Ana Sayfa Arama
Üyelik
Üye Girişi
Yayın/Gazete
Yayınlar
Kategoriler
Servisler
Nöbetçi Eczaneler Sayfası Nöbetçi Eczaneler Hava Durumu Namaz Vakitleri Gazeteler Puan Durumu
WhatsApp
Sosyal Medya
Uygulamamızı İndir

Devlet Bahçeli: “Tek eksik fiili işgalin olmamasıdır. Kılıçdaroğlu bu alçak vazifeye taliptir, etnik ve mezhep kışkırtıcılığına soyunmuştur”

– MHP Genel Lideri Devlet Bahçeli: “Tek eksik fiili işgalin olmamasıdır.

- MHP Genel Lideri

– MHP Genel Lideri Devlet Bahçeli :

“Tek eksik fiili işgalin olmamasıdır. Kılıçdaroğlu bu alçak vazifeye taliptir, etnik ve mezhep kışkırtıcılığına soyunmuştur”

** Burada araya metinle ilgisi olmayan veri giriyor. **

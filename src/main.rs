use std::net::SocketAddr;
use std::path::PathBuf;
use std::sync::Arc;

use anyhow::{anyhow, Context};
use clap::{Parser, Subcommand};
use log::{error, info};
use tonic::transport::Server;
use tracing_log::LogTracer;
use tracing_subscriber::{fmt, prelude::*, EnvFilter};

use quorumkv::cluster::ClusterMonitor;
use quorumkv::config::{self, Config};
use quorumkv::network::health::serve_health;
use quorumkv::network::proto::kv::kv_service_server::KvServiceServer;
use quorumkv::network::proto::raft::raft_service_server::RaftServiceServer;
use quorumkv::network::{GrpcTransport, KvClient, KvServer, RaftServer};
use quorumkv::raft::{Raft, SledHardStateStore};
use quorumkv::shutdown::install_shutdown_handler;
use quorumkv::storage::{KvStore, SledStore};

const DEFAULT_CLIENT_ADDR: &str = "127.0.0.1:4000";

#[derive(Parser)]
#[command(name = "quorumkv")]
#[command(about = "A key-value store node with Raft leader election")]
struct Cli {
    /// Node address. For `node`, the address to listen on; otherwise the node to talk to
    #[arg(long, global = true)]
    addr: Option<String>,

    #[command(subcommand)]
    command: Command,
}

#[derive(Subcommand)]
enum Command {
    /// Run a cluster node
    Node {
        /// Directory to store data
        #[arg(short, long)]
        data_dir: Option<String>,

        /// Comma-separated list of peer addresses
        #[arg(short, long)]
        peers: Option<String>,

        /// JSON config file, applied before environment and flags
        #[arg(short, long = "config")]
        config_path: Option<PathBuf>,

        /// Seed for election timeouts (reproducible runs)
        #[arg(long)]
        seed: Option<u64>,
    },

    /// Store a value
    Put { key: String, value: String },

    /// Fetch a value
    Get { key: String },

    /// Delete a key
    Del { key: String },

    /// Check that a node is serving
    Health,
}

fn init_logging() {
    let _ = LogTracer::init();

    let env_filter = EnvFilter::try_from_default_env().unwrap_or_else(|_| EnvFilter::new("info"));

    let fmt_layer = fmt::layer().with_target(true);

    let _ = tracing_subscriber::registry()
        .with(env_filter)
        .with(fmt_layer)
        .try_init();
}

#[tokio::main]
async fn main() -> anyhow::Result<()> {
    init_logging();

    let cli = Cli::parse();

    match cli.command {
        Command::Node {
            data_dir,
            peers,
            config_path,
            seed,
        } => {
            let mut cfg = Config::load(config_path.as_deref())?;
            if let Some(addr) = cli.addr {
                cfg.addr = addr;
            }
            if let Some(data_dir) = data_dir {
                cfg.data_dir = data_dir;
            }
            if let Some(peers) = peers {
                cfg.peers = config::split_peers(&peers);
            }
            if seed.is_some() {
                cfg.raft.seed = seed;
            }
            run_node(cfg).await?;
        }
        Command::Put { key, value } => {
            let mut client = connect(cli.addr).await?;
            client.put(key.as_bytes(), value.as_bytes()).await?;
            println!("ok");
        }
        Command::Get { key } => {
            let mut client = connect(cli.addr).await?;
            match client.get(key.as_bytes()).await? {
                Some(value) => println!("{}", String::from_utf8_lossy(&value)),
                None => println!("(nil)"),
            }
        }
        Command::Del { key } => {
            let mut client = connect(cli.addr).await?;
            client.delete(key.as_bytes()).await?;
            println!("deleted");
        }
        Command::Health => {
            let mut client = connect(cli.addr).await?;
            println!("{}", client.health().await?);
        }
    }

    Ok(())
}

async fn connect(addr: Option<String>) -> anyhow::Result<KvClient> {
    let addr = addr.unwrap_or_else(|| DEFAULT_CLIENT_ADDR.to_string());
    let mut client = KvClient::new(&addr);
    client
        .connect()
        .await
        .with_context(|| format!("could not reach node at {addr}"))?;
    Ok(client)
}

async fn run_node(cfg: Config) -> anyhow::Result<()> {
    let raft_config = cfg.raft_config();
    let listen: SocketAddr = config::bind_addr(&cfg.addr)
        .parse()
        .with_context(|| format!("invalid listen address {}", cfg.addr))?;
    let health: SocketAddr = config::bind_addr(&cfg.health_addr()?)
        .parse()
        .map_err(|e| anyhow!("invalid health address: {e}"))?;

    info!("Starting quorumkv node {} with peers {:?}", cfg.addr, cfg.peers);

    let store = Arc::new(SledStore::open(&cfg.data_dir)?);
    let hard_state = Arc::new(SledHardStateStore::open(store.db())?);
    let transport = Arc::new(GrpcTransport::new(&raft_config));

    let shutdown = install_shutdown_handler();

    let raft = Raft::start(raft_config, transport, hard_state)?;

    let health_server = {
        let raft = raft.clone();
        let shutdown = shutdown.clone();
        tokio::spawn(async move {
            if let Err(e) = serve_health(health, Some(raft), shutdown).await {
                error!("Health endpoint failed: {e}");
            }
        })
    };

    let monitor = Arc::new(ClusterMonitor::new(&cfg.addr, &cfg.peers));
    let monitor_task = tokio::spawn(monitor.run(shutdown.clone()));

    info!("gRPC server listening on {listen}");
    let serve_result = Server::builder()
        .add_service(RaftServiceServer::new(RaftServer::new(raft.clone())))
        .add_service(KvServiceServer::new(KvServer::new(store.clone())))
        .serve_with_shutdown(listen, shutdown.clone().cancelled_owned())
        .await;

    // A server error also takes the rest of the node down.
    shutdown.cancel();
    raft.shutdown().await;
    let _ = health_server.await;
    let _ = monitor_task.await;
    store.flush().await?;

    info!("Node {} stopped", cfg.addr);
    serve_result?;
    Ok(())
}
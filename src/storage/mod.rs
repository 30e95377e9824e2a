mod error;
mod sled_engine;

pub use self::error::StorageError;
pub use self::sled_engine::SledStore;

use async_trait::async_trait;

/// Durable byte-oriented key-value engine behind the client-facing service.
///
/// Writes are on disk when the call returns. Deleting a missing key is not
/// an error.
#[async_trait]
pub trait KvStore: Send + Sync {
    async fn put(&self, key: &[u8], value: &[u8]) -> Result<(), StorageError>;

    /// Owned copy of the value, or `None` if the key is absent.
    async fn get(&self, key: &[u8]) -> Result<Option<Vec<u8>>, StorageError>;

    async fn delete(&self, key: &[u8]) -> Result<(), StorageError>;

    async fn flush(&self) -> Result<(), StorageError>;
}
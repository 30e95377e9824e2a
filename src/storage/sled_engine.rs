use async_trait::async_trait;
use std::path::{Path, PathBuf};

use super::{KvStore, StorageError};

pub struct SledStore {
    db: sled::Db,
    path: PathBuf,
}

impl SledStore {
    pub fn open(data_dir: impl AsRef<Path>) -> Result<Self, StorageError> {
        let path = data_dir.as_ref().to_path_buf();
        std::fs::create_dir_all(&path)?;

        let db = sled::open(&path)?;

        log::info!("Sled storage engine opened at {:?}", path);

        Ok(Self { db, path })
    }

    /// The underlying database, shared with the Raft hard-state store.
    pub fn db(&self) -> &sled::Db {
        &self.db
    }
}

#[async_trait]
impl KvStore for SledStore {
    async fn put(&self, key: &[u8], value: &[u8]) -> Result<(), StorageError> {
        self.db.insert(key, value)?;
        self.db.flush_async().await?;
        Ok(())
    }

    async fn get(&self, key: &[u8]) -> Result<Option<Vec<u8>>, StorageError> {
        Ok(self.db.get(key)?.map(|v| v.to_vec()))
    }

    async fn delete(&self, key: &[u8]) -> Result<(), StorageError> {
        self.db.remove(key)?;
        self.db.flush_async().await?;
        Ok(())
    }

    async fn flush(&self) -> Result<(), StorageError> {
        self.db.flush_async().await?;
        log::debug!("Flushed sled storage at {:?}", self.path);
        Ok(())
    }
}
use thiserror::Error;

#[derive(Error, Debug)]
pub enum StorageError {
    #[error("IO error: {0}")]
    IoError(#[from] std::io::Error),

    #[error("Sled error: {0}")]
    SledError(#[from] sled::Error),
}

“Ne kadar histerik tip varsa, ne kadar güvenlik tehdidi ve kanun kaçağı zihniyet görülüyorsa CHP’nin, YETERLİ Parti’nin ve oburlarının dibindedir”

“Yazıklar olsun diyorum, korsan ve kanunsuz mitingler yapan belediye liderlerini oy veren vatandaşlarımıza havale ediyorum”

“14 Mayıs Türkiye‘mizin bir kırılma ve kavşak noktasıdır”

Türkiye‘yle hesabı olan kim varsa CHP’ye yoldaş, ÂLÂ Parti’ye yandaştır”

“Cumhurbaşkanı adayı Kemal Kılıçdaroğlu bayraksızların umududur”

“14 Mayıs’tan sonra eser ve hizmet siyaseti kesintiye uğramamalıdır”

“Bunlar inançsızdır ve bu zillet ittifakına Türkiye emanet edilemeyecektir”

KASTAMONU – Kastamonu’da konuşan MHP Genel Lideri Devlet Bahçeli, CHP genel Lideri Kemal Kılıçdroğlu, Millet İttifakı’na sert tenkitlerde bulunarak, “Bozgunculuk bugün de vardır, bölücülük bugün de misliyle tedavüldedir. Hatta dünkü gaflet, dünkü delalet, dünkü ihanet bir ziyadesiyle bugüne yansımıştır. Tek eksik fiili işgalin olmamasıdır. Kılıçdaroğlu bu alçak misyona taliptir, etnik ve mezhep çatışmacılığına soyunmuştur” dedi.

“14 Mayıs’tan sonra eser ve hizmet siyaseti kesintiye uğramamalıdır”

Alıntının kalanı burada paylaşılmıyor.